▶ [Task goal]: In full and unaltered, output the records below.
═══ Materials provided
//! Error types for lectio-vp
//!
//! Defines module-specific error types using thiserror for clear error
//! propagation. Note that clip acquisition failures do NOT travel as errors
//! past the fetch coordinator: they resolve to a "no clip" outcome there,
//! and the scheduler treats that as a recoverable stall.

use thiserror::Error;

/// Main error type for the verse player
#[derive(Error, Debug)]
pub enum Error {
    /// Configuration file loading errors
    #[error("Configuration error: {0}")]
    Config(String),

    /// Corpus loading or lookup errors
    #[error("Corpus error: {0}")]
    Corpus(#[from] lectio_common::Error),

    /// Speech synthesis service errors
    #[error("Synthesis error: {0}")]
    Synthesis(String),

    /// Audio decoding errors
    #[error("Audio decode error: {0}")]
    Decode(String),

    /// Audio output device errors
    #[error("Audio output error: {0}")]
    AudioOutput(String),

    /// Playback engine errors
    #[error("Playback error: {0}")]
    Playback(String),

    /// File I/O errors
    #[error("File I/O error: {0}")]
    Io(#[from] std::io::Error),

    /// Other errors
    #[error("Internal error: {0}")]
    Internal(String),
}

/// Convenience Result type using lectio-vp Error
pub type Result<T> = std::result::Result<T, Error>;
══════
▶ [Output]:
//! Error types for lectio-vp
//!
//! Defines module-specific error types using thiserror for clear error
//! propagation. Note that clip acquisition failures do NOT travel as errors
//! past the fetch coordinator: they resolve to a "no clip" outcome there,
//! and the scheduler treats that as a recoverable stall.

use thiserror::Error;

/// Main error type for the verse player
#[derive(Error, Debug)]
pub enum Error {
    /// Configuration file loading errors
    #[error("Configuration error: {0}")]
    Config(String),

    /// Corpus loading or lookup errors
    #[error("Corpus error: {0}")]
    Corpus(#[from] lectio_common::Error),

    /// Speech synthesis service errors
    #[error("Synthesis error: {0}")]
    Synthesis(String),

    /// Audio decoding errors
    #[error("Audio decode error: {0}")]
    Decode(String),

    /// Audio output device errors
    #[error("Audio output error: {0}")]
    AudioOutput(String),

    /// Playback engine errors
    #[error("Playback error: {0}")]
    Playback(String),

    /// File I/O errors
    #[error("File I/O error: {0}")]
    Io(#[from] std::io::Error),

    /// Other errors
    #[error("Internal error: {0}")]
    Internal(String),
}

/// Convenience Result type using lectio-vp Error
pub type Result<T> = std::result::Result<T, Error>;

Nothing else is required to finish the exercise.